INSTRUCTIONS FOR THE TASK:
Only one stretch of the data below is needed. Output the lines from the one with "impl Default for" up to and including the one with "fn service(properties: &[(&str, &str)], ip: &str)", exactly as they stand.

-- -- --

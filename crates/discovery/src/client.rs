use std::collections::HashMap;
use std::net::IpAddr;
use std::sync::{Arc, RwLock};
use std::time::{Duration, Instant};

use caseta_protocol::constants::SERVICE_NAME;
use mdns_sd::{ServiceDaemon, ServiceEvent, ServiceInfo};
use tracing::{debug, warn};

use crate::DiscoveryError;
use crate::types::DiscoveredHub;

/// Discovers Smart Bridges on the local network via mDNS/DNS-SD.
pub struct MdnsDiscovery {
    hubs: Arc<RwLock<HashMap<String, DiscoveredHub>>>,
}

impl MdnsDiscovery {
    /// Creates a new mDNS discovery client.
    pub fn new() -> Self {
        Self {
            hubs: Arc::new(RwLock::new(HashMap::new())),
        }
    }

    /// Performs a one-time mDNS query and returns the hubs that answered.
    pub async fn discover(&self, timeout: Duration) -> Result<Vec<DiscoveredHub>, DiscoveryError> {
        let daemon = ServiceDaemon::new()
            .map_err(|e| DiscoveryError::Mdns(format!("failed to create mDNS daemon: {e}")))?;

        let service_type = format!("{SERVICE_NAME}.local.");
        let receiver = daemon
            .browse(&service_type)
            .map_err(|e| DiscoveryError::Mdns(format!("failed to browse mDNS: {e}")))?;

        let mut found = Vec::new();
        let deadline = Instant::now() + timeout;

        while Instant::now() < deadline {
            match tokio::time::timeout(
                deadline.saturating_duration_since(Instant::now()),
                tokio::task::spawn_blocking({
                    let receiver = receiver.clone();
                    move || receiver.recv_timeout(Duration::from_millis(100))
                }),
            )
            .await
            {
                Ok(Ok(Ok(event))) => {
                    if let Some(hub) = self.process_event(&event)
                        && !found.iter().any(|h: &DiscoveredHub| h.identifier == hub.identifier)
                    {
                        found.push(hub);
                    }
                }
                _ => {
                    // Timeout or error, keep going until the deadline.
                    if Instant::now() >= deadline {
                        break;
                    }
                }
            }
        }

        if let Err(e) = daemon.shutdown() {
            debug!("mDNS daemon shutdown: {e}");
        }
        debug!(count = found.len(), "mDNS discovery finished");
        Ok(found)
    }

    /// Records a resolved service and returns it as a hub.
    fn process_event(&self, event: &ServiceEvent) -> Option<DiscoveredHub> {
        let ServiceEvent::ServiceResolved(info) = event else {
            return None;
        };
        let hub = hub_from_service(info)?;

        match self.hubs.write() {
            Ok(mut hubs) => {
                hubs.insert(hub.identifier.clone(), hub.clone());
            }
            Err(e) => warn!("discovery cache poisoned: {e}"),
        }
        Some(hub)
    }

    /// Returns every hub seen so far.
    pub fn hubs(&self) -> Vec<DiscoveredHub> {
        self.hubs
            .read()
            .map(|h| h.values().cloned().collect())
            .unwrap_or_default()
    }

    /// Returns a specific hub by identifier.
    pub fn hub(&self, identifier: &str) -> Option<DiscoveredHub> {
        self.hubs.read().ok()?.get(identifier).cloned()
    }

    /// Drops hubs not seen within `timeout`.
    pub fn prune_stale(&self, timeout: Duration) {
        if let Ok(mut hubs) = self.hubs.write() {
            hubs.retain(|_, hub| !hub.is_stale(timeout));
        }
    }
}

impl Default for MdnsDiscovery {
    fn default() -> Self {
        Self::new()
    }
}

/// Builds a hub from a resolved mDNS service.
///
/// The serial number TXT record is the stable identifier; the service's
/// full name stands in when it's missing.
pub(crate) fn hub_from_service(info: &ServiceInfo) -> Option<DiscoveredHub> {
    let mut identifier = String::new();
    let mut model = None;
    for property in info.get_properties().iter() {
        match property.key() {
            "SERNUM" => identifier = property.val_str().to_string(),
            "DEVCLASS" => model = Some(property.val_str().to_string()),
            _ => {}
        }
    }
    if identifier.is_empty() {
        identifier = info.get_fullname().to_string();
    }
    if identifier.is_empty() {
        return None;
    }

    // Skip loopback and link-local addresses.
    let ips: Vec<IpAddr> = info
        .get_addresses()
        .iter()
        .filter_map(|ip| match ip {
            IpAddr::V4(v4) if !v4.is_loopback() && !v4.is_link_local() => Some(IpAddr::V4(*v4)),
            _ => None,
        })
        .collect();

    let host = info.get_hostname().to_string();
    let name = host
        .trim_end_matches('.')
        .trim_end_matches(".local")
        .to_string();

    Some(DiscoveredHub {
        identifier,
        name,
        host,
        port: info.get_port(),
        model,
        ips,
        last_seen: Some(Instant::now()),
    })
}

#[cfg(test)]
mod tests {
    use super::*;

    fn service(properties: &[(&str, &str)], ip: &str) -> ServiceInfo {
        ServiceInfo::new(
            "_lutron._tcp.local.",
            "Lutron Status",
            "Lutron-0123abcd.local.",
            ip,
            8081,
            properties,
        )
        .unwrap()
    }

    #[test]
    fn hub_from_service_uses_serial() {
        let info = service(&[("SERNUM", "0123ABCD"), ("DEVCLASS", "L-BDG2")], "192.168.1.40");
        let hub = hub_from_service(&info).unwrap();
        assert_eq!(hub.identifier, "0123ABCD");
        assert_eq!(hub.model.as_deref(), Some("L-BDG2"));
        assert_eq!(hub.name, "Lutron-0123abcd");
        assert_eq!(hub.port, 8081);
        assert_eq!(hub.address(), "192.168.1.40");
    }

    #[test]
    fn hub_from_service_falls_back_to_fullname() {
        let info = service(&[], "192.168.1.40");
        let hub = hub_from_service(&info).unwrap();
        assert_eq!(hub.identifier, info.get_fullname());
    }

    #[test]
    fn link_local_addresses_are_skipped() {
        let info = service(&[("SERNUM", "1")], "169.254.10.2");
        let hub = hub_from_service(&info).unwrap();
        assert!(hub.ips.is_empty());
        assert_eq!(hub.address(), "Lutron-0123abcd.local.");
    }

    #[test]
    fn resolved_events_are_cached() {
        let client = MdnsDiscovery::new();
        let info = service(&[("SERNUM", "0123ABCD")], "192.168.1.40");
        let hub = client.process_event(&ServiceEvent::ServiceResolved(info));
        assert!(hub.is_some());
        assert_eq!(client.hubs().len(), 1);
        assert!(client.hub("0123ABCD").is_some());
        assert!(client.hub("missing").is_none());

        client.prune_stale(Duration::from_secs(60));
        assert_eq!(client.hubs().len(), 1);
    }

    #[test]
    fn other_events_are_ignored() {
        let client = MdnsDiscovery::new();
        let event = ServiceEvent::SearchStarted("_lutron._tcp.local.".into());
        assert!(client.process_event(&event).is_none());
        assert!(client.hubs().is_empty());
    }
}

-- -- --

TASK ANSWER:
impl Default for MdnsDiscovery {
    fn default() -> Self {
        Self::new()
    }
}

/// Builds a hub from a resolved mDNS service.
///
/// The serial number TXT record is the stable identifier; the service's
/// full name stands in when it's missing.
pub(crate) fn hub_from_service(info: &ServiceInfo) -> Option<DiscoveredHub> {
    let mut identifier = String::new();
    let mut model = None;
    for property in info.get_properties().iter() {
        match property.key() {
            "SERNUM" => identifier = property.val_str().to_string(),
            "DEVCLASS" => model = Some(property.val_str().to_string()),
            _ => {}
        }
    }
    if identifier.is_empty() {
        identifier = info.get_fullname().to_string();
    }
    if identifier.is_empty() {
        return None;
    }

    // Skip loopback and link-local addresses.
    let ips: Vec<IpAddr> = info
        .get_addresses()
        .iter()
        .filter_map(|ip| match ip {
            IpAddr::V4(v4) if !v4.is_loopback() && !v4.is_link_local() => Some(IpAddr::V4(*v4)),
            _ => None,
        })
        .collect();

    let host = info.get_hostname().to_string();
    let name = host
        .trim_end_matches('.')
        .trim_end_matches(".local")
        .to_string();

    Some(DiscoveredHub {
        identifier,
        name,
        host,
        port: info.get_port(),
        model,
        ips,
        last_seen: Some(Instant::now()),
    })
}

#[cfg(test)]
mod tests {
    use super::*;

    fn service(properties: &[(&str, &str)], ip: &str) -> ServiceInfo {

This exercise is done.